%Hendrik Wolff  
%ARE 213, January 18, 2006

% "%" is the symbol making a comment!

% The following changes the Directory for Matlab: same as DOS commands
% Exampe, this file is in ..../ARE213/Section/test.m

cd .. % we go to ..../ARE213/
cd data  % changes to ....ARE213/data/
load nls_2006.mat % Here we load data from the subfolder data
cd .. % go back to ..../ARE213/
cd HWOutput 
diary diaryfortest % this automatically creates a diary, useful later analyzing output later and for debugging
cd ..
cd Section % ..../ARE213/Section/ Hence here the file OLS.m and the file test.m are located


% For this problem set you will have to use the data set NLS 2006.MAT which is available
% on the website for the course.

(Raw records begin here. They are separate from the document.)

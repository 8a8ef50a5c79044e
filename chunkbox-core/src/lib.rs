pub mod access;
pub mod audit;
pub mod checksum;
pub mod chunk;
pub mod error;
pub mod localize;
pub mod lock;
pub mod manifest;
pub mod progress;
pub mod share;
pub mod shell;
pub mod workspace;

pub use error::{Error, Result};
use crate::error::{Error, Result};
use std::sync::{
    atomic::{AtomicBool, AtomicU64, AtomicUsize, Ordering},
    Arc, Mutex,
};
use std::thread;
use std::time::{Duration, Instant};

const TICK: Duration = Duration::from_secs(2);

#[derive(Default)]
struct Counters {
    stage: Mutex<String>,
    chunks_done: AtomicUsize,
    chunks_total: AtomicUsize,
    bytes_done: AtomicUsize,
    bytes_total: AtomicUsize,
    running: AtomicBool,
    // Bumped by every start and stop; a ticker lives only for its own run.
    generation: AtomicU64,
    cancelled: AtomicBool,
}

/// Point-in-time copy of the counters.
#[derive(Clone, Debug, Default, PartialEq, Eq)]
pub struct Snapshot {
    pub stage: String,
    pub chunks_done: usize,
    pub chunks_total: usize,
    pub bytes_done: usize,
    pub bytes_total: usize,
}

impl Snapshot {
    pub fn percent(&self) -> u32 {
        if self.bytes_total == 0 {
            return 0;
        }
        (self.bytes_done as f64 / self.bytes_total as f64 * 100.0) as u32
    }
}

/// Shared counters for a long split/verify plus a cooperative cancel flag.
/// Clones observe the same state, so a clone can cancel from another thread.
/// A cancel holds until the run it interrupted (or the next one) stops.
#[derive(Clone, Default)]
pub struct Progress {
    report: bool,
    inner: Arc<Counters>,
}

impl Progress {
    /// `report` turns on the periodic stderr line; counting and cancel always work.
    pub fn new(report: bool) -> Self {
        Self { report, inner: Arc::default() }
    }

    pub fn set_stage(&self, s: &str) {
        if let Ok(mut stage) = self.inner.stage.lock() {
            *stage = s.to_string();
        }
    }
    pub fn set_blocks_total(&self, n: usize) {
        self.inner.chunks_total.store(n, Ordering::Relaxed);
        self.inner.chunks_done.store(0, Ordering::Relaxed);
    }
    pub fn inc_block(&self) {
        self.inner.chunks_done.fetch_add(1, Ordering::Relaxed);
    }
    pub fn reset_bytes(&self, total: usize) {
        self.inner.bytes_total.store(total, Ordering::Relaxed);
        self.inner.bytes_done.store(0, Ordering::Relaxed);
    }
    pub fn add_bytes(&self, n: usize) {
        self.inner.bytes_done.fetch_add(n, Ordering::Relaxed);
    }

    pub fn snapshot(&self) -> Snapshot {
        let c = &self.inner;
        Snapshot {
            stage: c.stage.lock().map(|s| s.clone()).unwrap_or_default(),
            chunks_done: c.chunks_done.load(Ordering::Relaxed),
            chunks_total: c.chunks_total.load(Ordering::Relaxed),
            bytes_done: c.bytes_done.load(Ordering::Relaxed),
            bytes_total: c.bytes_total.load(Ordering::Relaxed),
        }
    }

    pub fn cancel(&self) {
        self.inner.cancelled.store(true, Ordering::Relaxed);
    }
    pub fn is_cancelled(&self) -> bool {
        self.inner.cancelled.load(Ordering::Relaxed)
    }
    /// Checked between chunks by split, verify and reassemble.
    pub fn check(&self) -> Result<()> {
        if self.is_cancelled() {
            return Err(Error::Cancelled);
        }
        Ok(())
    }

    pub fn start(&self) {
        self.inner.running.store(true, Ordering::SeqCst);
        let run = self.inner.generation.fetch_add(1, Ordering::SeqCst) + 1;
        if !self.report {
            return;
        }
        let me = self.clone();
        thread::spawn(move || {
            let t0 = Instant::now();
            loop {
                thread::sleep(TICK);
                if me.inner.generation.load(Ordering::SeqCst) != run {
                    break;
                }
                let s = me.snapshot();
                eprintln!(
                    "[{:>4}s] {} | chunks {}/{} | bytes {}%",
                    t0.elapsed().as_secs(),
                    s.stage,
                    s.chunks_done,
                    s.chunks_total,
                    s.percent()
                );
            }
        });
    }
    /// End the current run: retire its ticker and clear any cancel request.
    pub fn stop(&self) {
        self.inner.running.store(false, Ordering::SeqCst);
        self.inner.generation.fetch_add(1, Ordering::SeqCst);
        self.inner.cancelled.store(false, Ordering::Relaxed);
    }

    /// True while a run started by [`Progress::start`] has not stopped.
    pub fn is_running(&self) -> bool {
        self.inner.running.load(Ordering::SeqCst)
    }
}

#[cfg(test)]
mod tests {
    use super::*;

    #[test]
    fn clones_share_counters_and_cancel() {
        let p = Progress::default();
        let other = p.clone();
        p.set_stage("Splitting");
        p.set_blocks_total(4);
        p.reset_bytes(200);
        other.inc_block();
        other.add_bytes(50);
        let s = p.snapshot();
        assert_eq!((s.stage.as_str(), s.chunks_done, s.chunks_total), ("Splitting", 1, 4));
        assert_eq!(s.percent(), 25);
        assert!(p.check().is_ok());
        other.cancel();
        assert!(matches!(p.check(), Err(Error::Cancelled)));
    }

    #[test]
    fn stop_clears_cancel_and_retires_the_run() {
        let p = Progress::default();
        p.start();
        assert!(p.is_running());
        p.cancel();
        assert!(p.check().is_err());
        p.stop();
        assert!(!p.is_running());
        assert!(p.check().is_ok());
        p.start();
        p.start();
        assert!(p.is_running());
        p.stop();
        assert!(!p.is_running());
    }
}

There are 929 observations on nine variables in this data set,
% luwe (log weekly wage), educ (years of education), exper (years of experience), age (age
% in years), fed (father’s education in years), med (mothers education in years), kww (a test
% score), iq (an iq score), and white (indicator for white).
% 1. Report the minimum, maximum, mean and standard deviation for all variables.

'Problem 1'
'Report the minimum, maximum, mean and standard deviation for all variables: '

% ***commands ending with ";" surpress output, otherwise result will be printed on screen
data = [luwe educ exper age fed med kww, iq white]; 
% data is a (N x K) Matrix 

mini = min(data) %min(data) goes columnwise over data and picks for each column the min, the result is a 1 x K vector
'In Columns: minimum  maximum  standard deviation '
'In Rows: luwe educ exper age fed med kww iq white'
sum = [mini', max(data)', std(data)']

% 2. Estimate a linear regression model for log wages on education, experience, and experience
% squared. Report the estimates and standard errors. Also report the full
% variance/covariance matrix for all parameters, that is both the regression parameters
% as well as the residual variance.


exper_sq = exper .* exper; % note .* , ./ are cell by cell operators instead of the usual matrix operators
n = length (luwe);
on=ones(n,1);
X = [on educ exper exper_sq];
y = luwe;
Beta = inv(X'*X)*X'*y
eps = y - X * Beta;
[n, k] = size(X);
sig_sq = eps' * eps / (n-k);
var = sig_sq * inv(X'*X);
'Standard Errors of Coefficients'
se = sqrt(diag(var))
'Variance Covariance Matrix for Coefficients'
var
'Variance for residual'
sig_sq
'Variance for variance '
2*sig_sq*sig_sq/n

%Variance-Covariance Matrix of the entire parameter vector of beta and
%sigma2, see below 
% Here an useful alternnative to Problem 2:
% We start with the self defined OLS function
'cross check results with above'
[out,var,rsq,sigs]=ols(luwe,[on,educ,exper,exper.*exper]) % should be self-explanatory when looking at the function ols.m. 

'compute an Confidence Interval for beta2' 
[out(2,1),out(2,1)-1.96*out(2,2),out(2,1)+1.96*out(2,2)]


% 3. Predict the effect on average log earnings of decreasing everybody’s education level by
% one year.


diary off